• [What the task requires]: Look below and pull out each line with the word "being".

• [Collected data entries]:
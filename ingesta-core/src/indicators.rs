//! Seam to the external indicator computation.

use std::collections::BTreeMap;

use chrono::{DateTime, Utc};
use serde::{Deserialize, Serialize};
use thiserror::Error;

use crate::payload::{NaturalKey, PriceBar, StoredRow};
use crate::{DataType, IngestError};

/// Failure reported by an [`IndicatorComputer`].
#[derive(Debug, Clone, PartialEq, Eq, Error, Serialize, Deserialize)]
pub enum IndicatorError {
    /// Not enough bars for the longest lookback.
    #[error("insufficient data: need {needed} bars, have {available}")]
    InsufficientData {
        /// Bars required.
        needed: usize,
        /// Bars supplied.
        available: usize,
    },
    /// The input or output violated the computation contract.
    #[error("malformed indicator input: {0}")]
    Malformed(String),
}

/// Indicator values at one bar.
#[derive(Debug, Clone, PartialEq, Serialize, Deserialize)]
pub struct IndicatorPoint {
    /// Bar timestamp.
    pub ts: DateTime<Utc>,
    /// Indicator values by name; `None` while an indicator is warming up.
    pub values: BTreeMap<String, Option<f64>>,
}

impl IndicatorPoint {
    /// Whether every value is present and finite.
    #[must_use]
    pub fn is_complete(&self) -> bool {
        self.values.values().all(|v| v.is_some_and(f64::is_finite))
    }
}

/// Indicator series for one symbol, oldest first.
#[derive(Debug, Clone, PartialEq, Default, Serialize, Deserialize)]
pub struct IndicatorSet {
    /// Points in ascending time order.
    pub points: Vec<IndicatorPoint>,
}

impl IndicatorSet {
    /// The most recent point.
    #[must_use]
    pub fn latest(&self) -> Option<&IndicatorPoint> {
        self.points.last()
    }

    /// Number of points with every value present and finite.
    #[must_use]
    pub fn complete_points(&self) -> usize {
        self.points.iter().filter(|p| p.is_complete()).count()
    }

    /// Persistable rows keyed by `(symbol, ts, source)`.
    ///
    /// # Errors
    /// Returns `Storage` if a point cannot be serialized.
    pub fn to_rows(&self, symbol: &str, source: &str) -> Result<Vec<StoredRow>, IngestError> {
        self.points
            .iter()
            .map(|p| {
                let body = serde_json::to_value(p).map_err(|e| {
                    IngestError::Storage(format!("serialize indicator point: {e}"))
                })?;
                Ok(StoredRow {
                    data_type: DataType::TechnicalIndicators,
                    key: NaturalKey {
                        symbol: symbol.to_string(),
                        ts: p.ts,
                        source: source.to_string(),
                        discriminator: String::new(),
                    },
                    body,
                })
            })
            .collect()
    }
}

/// Pure indicator computation over daily bars.
pub trait IndicatorComputer: Send + Sync {
    /// Name recorded as the source of persisted indicator rows.
    fn name(&self) -> &'static str;

    /// Compute indicators over `bars` (ascending by time).
    ///
    /// # Errors
    /// `InsufficientData` when the history is too short; `Malformed` when
    /// the bars cannot be used.
    fn compute(&self, symbol: &str, bars: &[PriceBar]) -> Result<IndicatorSet, IndicatorError>;
}
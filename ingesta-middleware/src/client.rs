//! Rate-limited, retrying, health-tracked wrapper around one provider adapter.

use std::sync::Arc;
use std::time::Duration;

use ingesta_core::{
    DataProvider, DataType, FetchParams, HealthConfig, IngestError, Payload, ProviderHealth,
    ProviderRecord, ProviderSettings, RetryPolicy, fetch_payload,
};

use crate::health::HealthTracker;
use crate::rate_limit::SlidingWindowLimiter;

/// Client through which every call to a provider goes.
///
/// Per logical `fetch`:
/// 1. each physical attempt waits for a rate-limit slot (bounded by
///    `rate_limit_wait_timeout`),
/// 2. runs under `call_timeout`,
/// 3. has its error normalized into the provider taxonomy and tagged with the
///    provider name,
/// 4. updates health (rate-limit refusals and capability gaps excluded);
///
/// and attempts are repeated by the retry policy for `ProviderRequest` and
/// `ProviderRateLimit` only.
pub struct RateLimitedProviderClient {
    provider: Arc<dyn DataProvider>,
    settings: ProviderSettings,
    limiter: SlidingWindowLimiter,
    health: HealthTracker,
    retry: RetryPolicy,
}

impl std::fmt::Debug for RateLimitedProviderClient {
    fn fmt(&self, f: &mut std::fmt::Formatter<'_>) -> std::fmt::Result {
        f.debug_struct("RateLimitedProviderClient")
            .field("provider", &self.provider.name())
            .field("settings", &self.settings)
            .finish_non_exhaustive()
    }
}

impl RateLimitedProviderClient {
    /// Wrap `provider`. The settings name is replaced by the provider's own name.
    pub fn new(
        provider: Arc<dyn DataProvider>,
        mut settings: ProviderSettings,
        health: HealthConfig,
        retry: RetryPolicy,
    ) -> Self {
        settings.name = provider.name().to_string();
        Self {
            limiter: SlidingWindowLimiter::new(provider.name(), settings.rate_limit()),
            health: HealthTracker::new(provider.name(), health),
            provider,
            settings,
            retry,
        }
    }

    /// Provider name.
    #[must_use]
    pub fn name(&self) -> &'static str {
        self.provider.name()
    }

    /// Routing priority; lower is preferred.
    #[must_use]
    pub const fn priority(&self) -> u32 {
        self.settings.priority
    }

    /// Settings in effect.
    #[must_use]
    pub const fn settings(&self) -> &ProviderSettings {
        &self.settings
    }

    /// Whether the wrapped provider's roles cover `data_type`.
    #[must_use]
    pub fn supports(&self, data_type: DataType) -> bool {
        self.provider.supports(data_type)
    }

    /// Current health.
    #[must_use]
    pub fn health(&self) -> ProviderHealth {
        self.health.current()
    }

    /// The limiter guarding this provider.
    #[must_use]
    pub const fn limiter(&self) -> &SlidingWindowLimiter {
        &self.limiter
    }

    /// Snapshot for reporting.
    #[must_use]
    pub fn record(&self) -> ProviderRecord {
        ProviderRecord {
            name: self.name().to_string(),
            priority: self.priority(),
            rate_limit: self.settings.rate_limit(),
            health: self.health(),
        }
    }

    /// Fetch `data_type` rows for `symbol`.
    ///
    /// # Errors
    /// `Unsupported` without touching the limiter when the provider lacks the
    /// role; the fatal error of the first non-retryable attempt; or
    /// `RetriesExhausted` carrying every attempt's error.
    #[cfg_attr(
        feature = "tracing",
        tracing::instrument(
            name = "ingesta::client::fetch",
            skip(self, params),
            fields(provider = self.name(), data_type = %data_type, symbol = %symbol),
        )
    )]
    pub async fn fetch(
        &self,
        data_type: DataType,
        symbol: &str,
        params: &FetchParams,
    ) -> Result<Payload, IngestError> {
        if !self.supports(data_type) {
            return Err(IngestError::unsupported(format!(
                "{data_type} via {}",
                self.name()
            )));
        }
        self.retry
            .execute(
                |_attempt| self.call_once(data_type, symbol, params),
                |e| {
                    matches!(
                        e,
                        IngestError::ProviderRequest { .. } | IngestError::ProviderRateLimit { .. }
                    )
                },
            )
            .await
            .map_err(IngestError::from)
    }

    async fn call_once(
        &self,
        data_type: DataType,
        symbol: &str,
        params: &FetchParams,
    ) -> Result<Payload, IngestError> {
        self.limiter
            .acquire(self.settings.rate_limit_wait_timeout)
            .await?;
        let res = provider_call_with_timeout(
            self.name(),
            data_type,
            self.settings.call_timeout,
            fetch_payload(self.provider.as_ref(), data_type, symbol, params),
        )
        .await
        .and_then(|p| {
            if p.fits(data_type) {
                Ok(p)
            } else {
                Err(IngestError::parse(
                    self.name(),
                    format!("payload shape does not match {data_type}"),
                ))
            }
        })
        .map_err(|e| normalize(self.name(), e));

        match &res {
            Ok(_) => self.health.record_success(),
            Err(e) if e.counts_against_health() => self.health.record_failure(),
            Err(_) => {}
        }
        res
    }
}

/// Wrap a provider future with a timeout and standardized timeout error mapping.
async fn provider_call_with_timeout<T, Fut>(
    provider: &'static str,
    data_type: DataType,
    timeout: Duration,
    fut: Fut,
) -> Result<T, IngestError>
where
    Fut: Future<Output = Result<T, IngestError>>,
{
    (tokio::time::timeout(timeout, fut).await)
        .unwrap_or_else(|_| Err(IngestError::provider_timeout(provider, data_type.as_str())))
}

/// Map any adapter error into the provider taxonomy, tagged with `provider`.
///
/// Timeouts become `ProviderRequest`. Adapter-side data errors (`NotFound`,
/// `InvalidArg`, `Validation`) become `ProviderParse`. Anything else that is
/// not already a provider error becomes `ProviderRequest`.
#[must_use]
pub fn normalize(provider: &str, err: IngestError) -> IngestError {
    match err {
        IngestError::ProviderAuth { msg, .. } => IngestError::auth(provider, msg),
        IngestError::ProviderRateLimit { reset_in_ms, .. } => {
            IngestError::rate_limited(provider, reset_in_ms)
        }
        IngestError::ProviderRequest { msg, .. } => IngestError::request(provider, msg),
        IngestError::ProviderParse { msg, .. } => IngestError::parse(provider, msg),
        IngestError::ProviderTimeout { capability, .. } => {
            IngestError::request(provider, format!("timed out fetching {capability}"))
        }
        e @ IngestError::Unsupported { .. } => e,
        e @ (IngestError::NotFound { .. }
        | IngestError::InvalidArg(_)
        | IngestError::Validation(_)) => IngestError::parse(provider, e.to_string()),
        other => IngestError::request(provider, other.to_string()),
    }
}
//! Provider health tracking.

use std::sync::Mutex;

use ingesta_core::{HealthConfig, ProviderHealth};
use tokio::time::Instant;

/// Tracks consecutive outcomes of a provider and derives its [`ProviderHealth`].
///
/// An `Unavailable` provider stays unavailable for `cooldown`; afterwards it
/// reads as `Degraded` so routing may probe it again. One more failure
/// while the failure streak is still at the threshold trips it back.
#[derive(Debug)]
pub struct HealthTracker {
    provider: String,
    config: HealthConfig,
    state: Mutex<HealthState>,
}

#[derive(Debug, Default)]
struct HealthState {
    health: ProviderHealth,
    consecutive_failures: u32,
    consecutive_successes: u32,
    unavailable_until: Option<Instant>,
}

impl HealthState {
    fn expire_cooldown(&mut self, now: Instant) {
        if let Some(until) = self.unavailable_until
            && now >= until
        {
            self.unavailable_until = None;
            self.health = ProviderHealth::Degraded;
        }
    }
}

impl HealthTracker {
    /// Tracker for `provider`, starting `Healthy`.
    pub fn new(provider: impl Into<String>, config: HealthConfig) -> Self {
        Self {
            provider: provider.into(),
            config,
            state: Mutex::new(HealthState::default()),
        }
    }

    /// Current health, applying cool-down expiry.
    ///
    /// # Panics
    /// Panics if the internal mutex is poisoned.
    pub fn current(&self) -> ProviderHealth {
        let mut st = self.state.lock().expect("mutex poisoned");
        st.expire_cooldown(Instant::now());
        st.health
    }

    /// Record a successful call.
    ///
    /// # Panics
    /// Panics if the internal mutex is poisoned.
    pub fn record_success(&self) {
        let mut st = self.state.lock().expect("mutex poisoned");
        st.expire_cooldown(Instant::now());
        st.consecutive_failures = 0;
        st.consecutive_successes = st.consecutive_successes.saturating_add(1);
        if st.health != ProviderHealth::Healthy
            && st.consecutive_successes >= self.config.recover_after
        {
            st.health = ProviderHealth::Healthy;
            st.unavailable_until = None;
            #[cfg(feature = "tracing")]
            tracing::info!(provider = %self.provider, "provider recovered");
        }
    }

    /// Record a failure that counts against health.
    ///
    /// # Panics
    /// Panics if the internal mutex is poisoned.
    pub fn record_failure(&self) {
        let now = Instant::now();
        let mut st = self.state.lock().expect("mutex poisoned");
        st.expire_cooldown(now);
        st.consecutive_successes = 0;
        st.consecutive_failures = st.consecutive_failures.saturating_add(1);
        if st.consecutive_failures >= self.config.unavailable_after {
            if st.health != ProviderHealth::Unavailable {
                #[cfg(feature = "tracing")]
                tracing::warn!(
                    provider = %self.provider,
                    failures = st.consecutive_failures,
                    cooldown_ms = u64::try_from(self.config.cooldown.as_millis()).unwrap_or(u64::MAX),
                    "provider unavailable"
                );
            }
            st.health = ProviderHealth::Unavailable;
            st.unavailable_until = Some(now + self.config.cooldown);
        } else if st.consecutive_failures >= self.config.degrade_after
            && st.health == ProviderHealth::Healthy
        {
            st.health = ProviderHealth::Degraded;
            #[cfg(feature = "tracing")]
            tracing::warn!(provider = %self.provider, failures = st.consecutive_failures, "provider degraded");
        }
    }

    /// Provider name.
    #[must_use]
    pub fn provider(&self) -> &str {
        &self.provider
    }
}
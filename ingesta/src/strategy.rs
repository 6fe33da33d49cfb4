//! Staleness decisions per refresh mode.

use std::collections::BTreeMap;
use std::time::Duration;

use chrono::{DateTime, Utc};
use ingesta_core::{DataType, IngestError, MarketCalendar, RefreshConfig, RefreshMode};

/// Inputs to a staleness decision for one (symbol, data type).
#[derive(Debug, Clone, Copy, PartialEq, Eq)]
pub struct StalenessQuery<'a> {
    /// Symbol being refreshed.
    pub symbol: &'a str,
    /// Data type being refreshed.
    pub data_type: DataType,
    /// Last successful refresh, if any.
    pub last_updated: Option<DateTime<Utc>>,
    /// Current time.
    pub now: DateTime<Utc>,
    /// Caller asked to bypass freshness checks.
    pub force: bool,
}

impl StalenessQuery<'_> {
    fn age(&self) -> Option<Duration> {
        self.last_updated
            .map(|t| (self.now - t).to_std().unwrap_or(Duration::ZERO))
    }
}

/// How staleness is computed for a [`RefreshMode`].
#[derive(Debug, Clone, PartialEq, Eq)]
pub enum RefreshStrategy {
    /// Refresh once per trading day inside the scheduled window.
    Scheduled {
        /// Calendar supplying trading days and the daily boundary.
        calendar: MarketCalendar,
    },
    /// Refresh on request unless the data is younger than `min_freshness`.
    OnDemand {
        /// Minimum age before an unforced request refetches.
        min_freshness: Duration,
    },
    /// Refresh when the data is at least `interval` old.
    Periodic {
        /// Interval for types without an override.
        interval: Duration,
        /// Per-type intervals.
        overrides: BTreeMap<DataType, Duration>,
    },
    /// Refresh every time when live updates are enabled, else on a short period.
    Live {
        /// Whether live updates are enabled.
        enabled: bool,
        /// Period used when live updates are disabled.
        fallback_interval: Duration,
    },
}

impl RefreshStrategy {
    /// Whether `(symbol, data_type)` should be refetched now.
    ///
    /// Unknown `last_updated` always refreshes.
    #[must_use]
    pub fn should_refresh(&self, q: &StalenessQuery<'_>) -> bool {
        let Some(last) = q.last_updated else {
            return true;
        };
        match self {
            Self::Scheduled { calendar } => {
                calendar.in_schedule_window(q.now)
                    && calendar
                        .last_boundary(q.now)
                        .is_some_and(|boundary| last < boundary)
            }
            Self::OnDemand { min_freshness } => {
                q.force || q.age().is_none_or(|age| age >= *min_freshness)
            }
            Self::Periodic {
                interval,
                overrides,
            } => {
                let interval = overrides.get(&q.data_type).unwrap_or(interval);
                q.age().is_none_or(|age| age >= *interval)
            }
            Self::Live {
                enabled,
                fallback_interval,
            } => *enabled || q.age().is_none_or(|age| age >= *fallback_interval),
        }
    }

    /// The mode this strategy serves.
    #[must_use]
    pub const fn mode(&self) -> RefreshMode {
        match self {
            Self::Scheduled { .. } => RefreshMode::Scheduled,
            Self::OnDemand { .. } => RefreshMode::OnDemand,
            Self::Periodic { .. } => RefreshMode::Periodic,
            Self::Live { .. } => RefreshMode::Live,
        }
    }
}

/// One strategy per refresh mode.
#[derive(Debug, Clone, PartialEq, Eq)]
pub struct StrategySet {
    scheduled: RefreshStrategy,
    on_demand: RefreshStrategy,
    periodic: RefreshStrategy,
    live: RefreshStrategy,
}

impl StrategySet {
    /// Strategies described by the refresh configuration.
    ///
    /// # Errors
    /// Returns `InvalidArg` when the market calendar settings are invalid.
    pub fn from_config(cfg: &RefreshConfig) -> Result<Self, IngestError> {
        Ok(Self {
            scheduled: RefreshStrategy::Scheduled {
                calendar: MarketCalendar::from_config(cfg)?,
            },
            on_demand: RefreshStrategy::OnDemand {
                min_freshness: cfg.on_demand_min_freshness,
            },
            periodic: RefreshStrategy::Periodic {
                interval: Duration::from_secs(cfg.periodic_update_interval_minutes * 60),
                overrides: cfg.periodic_overrides.clone(),
            },
            live: RefreshStrategy::Live {
                enabled: cfg.enable_live_updates,
                fallback_interval: cfg.live_fallback_interval,
            },
        })
    }

    /// Replace the strategy for the mode `strategy` serves.
    #[must_use]
    pub fn with(mut self, strategy: RefreshStrategy) -> Self {
        match strategy.mode() {
            RefreshMode::Scheduled => self.scheduled = strategy,
            RefreshMode::OnDemand => self.on_demand = strategy,
            RefreshMode::Periodic => self.periodic = strategy,
            RefreshMode::Live => self.live = strategy,
        }
        self
    }

    /// Strategy for `mode`.
    #[must_use]
    pub const fn for_mode(&self, mode: RefreshMode) -> &RefreshStrategy {
        match mode {
            RefreshMode::Scheduled => &self.scheduled,
            RefreshMode::OnDemand => &self.on_demand,
            RefreshMode::Periodic => &self.periodic,
            RefreshMode::Live => &self.live,
        }
    }
}
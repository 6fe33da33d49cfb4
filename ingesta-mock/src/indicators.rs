use std::collections::BTreeMap;
use std::sync::Mutex;

use rust_decimal::prelude::ToPrimitive;

use ingesta_core::{IndicatorComputer, IndicatorError, IndicatorPoint, IndicatorSet, PriceBar};

/// Simple moving averages of the close over the configured periods.
///
/// Values are `None` until a period has enough bars. Fewer bars than the
/// longest period is `InsufficientData`.
#[derive(Debug, Clone)]
pub struct SmaIndicators {
    periods: Vec<usize>,
}

impl Default for SmaIndicators {
    fn default() -> Self {
        Self::new([5, 20])
    }
}

impl SmaIndicators {
    /// Averages over each of `periods`; zero periods are ignored.
    #[must_use]
    pub fn new(periods: impl IntoIterator<Item = usize>) -> Self {
        let mut periods: Vec<usize> = periods.into_iter().filter(|p| *p > 0).collect();
        periods.sort_unstable();
        periods.dedup();
        Self { periods }
    }

    fn longest(&self) -> usize {
        self.periods.last().copied().unwrap_or(1)
    }
}

impl IndicatorComputer for SmaIndicators {
    fn name(&self) -> &'static str {
        "sma"
    }

    fn compute(&self, _symbol: &str, bars: &[PriceBar]) -> Result<IndicatorSet, IndicatorError> {
        if bars.windows(2).any(|w| w[0].ts >= w[1].ts) {
            return Err(IndicatorError::Malformed(
                "bars are not strictly ascending".to_string(),
            ));
        }
        if bars.len() < self.longest() {
            return Err(IndicatorError::InsufficientData {
                needed: self.longest(),
                available: bars.len(),
            });
        }
        let closes: Vec<f64> = bars
            .iter()
            .map(|b| b.close.to_f64().unwrap_or(f64::NAN))
            .collect();
        let points = bars
            .iter()
            .enumerate()
            .map(|(i, b)| {
                let values = self
                    .periods
                    .iter()
                    .map(|&p| {
                        let v = (i + 1 >= p)
                            .then(|| closes[i + 1 - p..=i].iter().sum::<f64>() / p as f64);
                        (format!("sma_{p}"), v)
                    })
                    .collect::<BTreeMap<_, _>>();
                IndicatorPoint { ts: b.ts, values }
            })
            .collect();
        Ok(IndicatorSet { points })
    }
}

/// Computer that returns a scripted result regardless of input, and counts calls.
pub struct ScriptedIndicators {
    result: Result<IndicatorSet, IndicatorError>,
    calls: Mutex<usize>,
}

impl ScriptedIndicators {
    /// Always return `result`.
    #[must_use]
    pub const fn new(result: Result<IndicatorSet, IndicatorError>) -> Self {
        Self {
            result,
            calls: Mutex::new(0),
        }
    }

    /// How many times `compute` ran.
    #[must_use]
    pub fn calls(&self) -> usize {
        *self.calls.lock().expect("mutex poisoned")
    }
}

impl IndicatorComputer for ScriptedIndicators {
    fn name(&self) -> &'static str {
        "scripted"
    }

    fn compute(&self, _symbol: &str, _bars: &[PriceBar]) -> Result<IndicatorSet, IndicatorError> {
        *self.calls.lock().expect("mutex poisoned") += 1;
        self.result.clone()
    }
}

• [Written response]:
    /// Symbol being refreshed.
    /// Data type being refreshed.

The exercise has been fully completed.